Start of LISTED ENTRIES

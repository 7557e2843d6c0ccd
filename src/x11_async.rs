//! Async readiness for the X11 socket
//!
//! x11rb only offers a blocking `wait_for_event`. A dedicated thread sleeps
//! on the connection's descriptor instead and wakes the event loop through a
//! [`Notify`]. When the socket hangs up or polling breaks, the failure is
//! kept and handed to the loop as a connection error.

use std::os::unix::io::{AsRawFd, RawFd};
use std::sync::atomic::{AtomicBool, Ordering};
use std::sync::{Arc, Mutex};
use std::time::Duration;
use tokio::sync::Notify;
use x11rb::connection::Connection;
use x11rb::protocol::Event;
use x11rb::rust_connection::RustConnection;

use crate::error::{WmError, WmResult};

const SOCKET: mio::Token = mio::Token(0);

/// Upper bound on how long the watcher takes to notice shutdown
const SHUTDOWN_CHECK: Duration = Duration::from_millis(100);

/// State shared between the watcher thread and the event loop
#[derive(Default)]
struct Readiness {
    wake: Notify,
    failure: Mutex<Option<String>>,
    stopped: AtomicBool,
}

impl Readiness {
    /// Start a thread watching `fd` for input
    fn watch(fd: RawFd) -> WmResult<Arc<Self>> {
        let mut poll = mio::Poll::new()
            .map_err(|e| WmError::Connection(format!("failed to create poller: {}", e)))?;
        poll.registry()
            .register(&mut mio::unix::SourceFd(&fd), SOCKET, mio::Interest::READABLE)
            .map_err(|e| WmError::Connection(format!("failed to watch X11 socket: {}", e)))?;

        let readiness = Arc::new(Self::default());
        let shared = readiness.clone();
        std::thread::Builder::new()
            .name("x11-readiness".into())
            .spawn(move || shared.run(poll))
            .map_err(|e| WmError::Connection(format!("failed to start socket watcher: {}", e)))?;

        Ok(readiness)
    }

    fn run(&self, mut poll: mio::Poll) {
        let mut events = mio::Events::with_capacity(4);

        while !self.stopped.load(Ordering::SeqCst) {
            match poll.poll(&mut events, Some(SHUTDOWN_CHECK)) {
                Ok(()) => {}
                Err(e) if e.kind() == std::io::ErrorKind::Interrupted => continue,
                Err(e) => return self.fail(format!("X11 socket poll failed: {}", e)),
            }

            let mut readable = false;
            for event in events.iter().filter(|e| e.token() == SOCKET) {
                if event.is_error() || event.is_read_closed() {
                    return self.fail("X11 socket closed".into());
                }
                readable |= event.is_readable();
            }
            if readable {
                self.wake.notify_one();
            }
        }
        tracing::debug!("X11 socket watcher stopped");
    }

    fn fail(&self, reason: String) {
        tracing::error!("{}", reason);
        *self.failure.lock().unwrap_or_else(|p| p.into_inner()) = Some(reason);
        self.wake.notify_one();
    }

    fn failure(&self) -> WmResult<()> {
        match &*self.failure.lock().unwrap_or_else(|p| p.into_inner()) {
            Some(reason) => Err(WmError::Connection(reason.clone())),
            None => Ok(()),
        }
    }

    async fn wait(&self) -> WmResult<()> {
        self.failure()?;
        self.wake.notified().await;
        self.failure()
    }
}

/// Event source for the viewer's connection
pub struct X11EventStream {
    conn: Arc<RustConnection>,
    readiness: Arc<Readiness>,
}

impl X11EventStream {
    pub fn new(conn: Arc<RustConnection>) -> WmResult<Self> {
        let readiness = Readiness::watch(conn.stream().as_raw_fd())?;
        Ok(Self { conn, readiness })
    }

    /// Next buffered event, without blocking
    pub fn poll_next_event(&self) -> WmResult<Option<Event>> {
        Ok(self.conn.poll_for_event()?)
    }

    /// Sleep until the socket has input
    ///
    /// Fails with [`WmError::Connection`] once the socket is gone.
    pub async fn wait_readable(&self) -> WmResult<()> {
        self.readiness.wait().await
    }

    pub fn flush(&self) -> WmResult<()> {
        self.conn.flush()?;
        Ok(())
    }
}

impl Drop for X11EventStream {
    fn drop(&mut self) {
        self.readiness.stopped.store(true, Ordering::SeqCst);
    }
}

End of LISTED ENTRIES
Start of LISTED ENTRIES

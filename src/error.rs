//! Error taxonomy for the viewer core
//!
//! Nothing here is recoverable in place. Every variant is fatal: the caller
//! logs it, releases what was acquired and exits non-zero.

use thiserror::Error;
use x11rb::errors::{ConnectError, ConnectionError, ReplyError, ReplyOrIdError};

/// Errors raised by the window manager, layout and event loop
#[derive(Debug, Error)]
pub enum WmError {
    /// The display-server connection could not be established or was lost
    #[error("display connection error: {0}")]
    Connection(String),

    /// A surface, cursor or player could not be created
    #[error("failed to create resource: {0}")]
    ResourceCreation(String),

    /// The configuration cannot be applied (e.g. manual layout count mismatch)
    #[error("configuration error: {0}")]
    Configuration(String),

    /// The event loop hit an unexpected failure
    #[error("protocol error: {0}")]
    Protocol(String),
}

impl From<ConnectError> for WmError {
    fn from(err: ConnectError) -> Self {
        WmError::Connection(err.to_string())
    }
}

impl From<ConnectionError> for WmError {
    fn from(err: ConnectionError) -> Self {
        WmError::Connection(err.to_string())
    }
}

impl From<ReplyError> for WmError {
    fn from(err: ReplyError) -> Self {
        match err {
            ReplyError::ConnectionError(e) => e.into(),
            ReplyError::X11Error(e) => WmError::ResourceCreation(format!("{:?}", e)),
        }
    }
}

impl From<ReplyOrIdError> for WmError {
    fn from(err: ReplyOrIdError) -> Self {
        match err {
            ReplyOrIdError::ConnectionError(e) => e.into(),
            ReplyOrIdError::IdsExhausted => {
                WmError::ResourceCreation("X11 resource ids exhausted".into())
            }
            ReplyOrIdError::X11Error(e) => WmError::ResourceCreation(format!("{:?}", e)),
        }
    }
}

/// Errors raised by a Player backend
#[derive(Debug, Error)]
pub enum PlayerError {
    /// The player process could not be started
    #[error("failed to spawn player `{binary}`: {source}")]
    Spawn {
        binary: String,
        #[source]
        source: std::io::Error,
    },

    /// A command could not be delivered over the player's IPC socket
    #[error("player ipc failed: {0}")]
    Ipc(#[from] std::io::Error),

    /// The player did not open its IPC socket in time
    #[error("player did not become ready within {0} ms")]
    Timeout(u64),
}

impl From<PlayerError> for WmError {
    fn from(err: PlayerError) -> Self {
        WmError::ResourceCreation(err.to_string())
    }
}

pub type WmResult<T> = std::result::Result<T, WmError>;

End of LISTED ENTRIES
Start of LISTED ENTRIES

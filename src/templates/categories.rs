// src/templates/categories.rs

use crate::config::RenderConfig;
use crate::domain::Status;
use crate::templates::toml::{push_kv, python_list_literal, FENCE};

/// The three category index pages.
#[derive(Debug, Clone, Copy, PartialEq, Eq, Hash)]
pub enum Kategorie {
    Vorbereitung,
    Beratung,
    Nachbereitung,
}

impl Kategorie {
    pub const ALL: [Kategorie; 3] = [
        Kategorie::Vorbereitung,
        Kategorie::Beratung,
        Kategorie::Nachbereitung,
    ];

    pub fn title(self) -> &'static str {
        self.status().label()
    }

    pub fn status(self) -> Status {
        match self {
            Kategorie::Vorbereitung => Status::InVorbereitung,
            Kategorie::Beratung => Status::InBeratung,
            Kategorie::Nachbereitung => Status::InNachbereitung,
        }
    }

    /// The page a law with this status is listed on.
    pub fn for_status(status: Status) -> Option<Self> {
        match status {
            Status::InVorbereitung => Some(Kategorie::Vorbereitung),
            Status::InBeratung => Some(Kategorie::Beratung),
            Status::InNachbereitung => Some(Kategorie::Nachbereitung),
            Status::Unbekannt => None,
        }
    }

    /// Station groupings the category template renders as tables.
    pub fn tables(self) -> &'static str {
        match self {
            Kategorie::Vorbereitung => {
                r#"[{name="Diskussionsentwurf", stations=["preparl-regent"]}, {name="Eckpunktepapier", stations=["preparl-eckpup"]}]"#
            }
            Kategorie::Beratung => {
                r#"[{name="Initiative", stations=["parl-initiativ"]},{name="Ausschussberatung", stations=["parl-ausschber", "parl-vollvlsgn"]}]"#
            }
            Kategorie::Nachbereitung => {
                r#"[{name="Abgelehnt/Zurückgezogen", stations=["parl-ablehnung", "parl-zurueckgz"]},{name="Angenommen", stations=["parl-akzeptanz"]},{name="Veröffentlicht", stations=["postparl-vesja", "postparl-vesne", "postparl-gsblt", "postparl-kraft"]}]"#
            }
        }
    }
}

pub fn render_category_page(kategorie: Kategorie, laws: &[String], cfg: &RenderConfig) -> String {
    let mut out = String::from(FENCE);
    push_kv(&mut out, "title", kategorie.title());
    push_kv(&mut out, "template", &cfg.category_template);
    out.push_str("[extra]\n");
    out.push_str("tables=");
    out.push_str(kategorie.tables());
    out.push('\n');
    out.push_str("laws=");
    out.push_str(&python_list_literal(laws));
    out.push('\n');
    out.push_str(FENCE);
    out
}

End of LISTED ENTRIES

◆ EXERCISE PROMPT ◆
If a line in the records above contains the word "struct", copy it.

◆ THE ANSWER ◆
struct Readiness {
pub struct X11EventStream {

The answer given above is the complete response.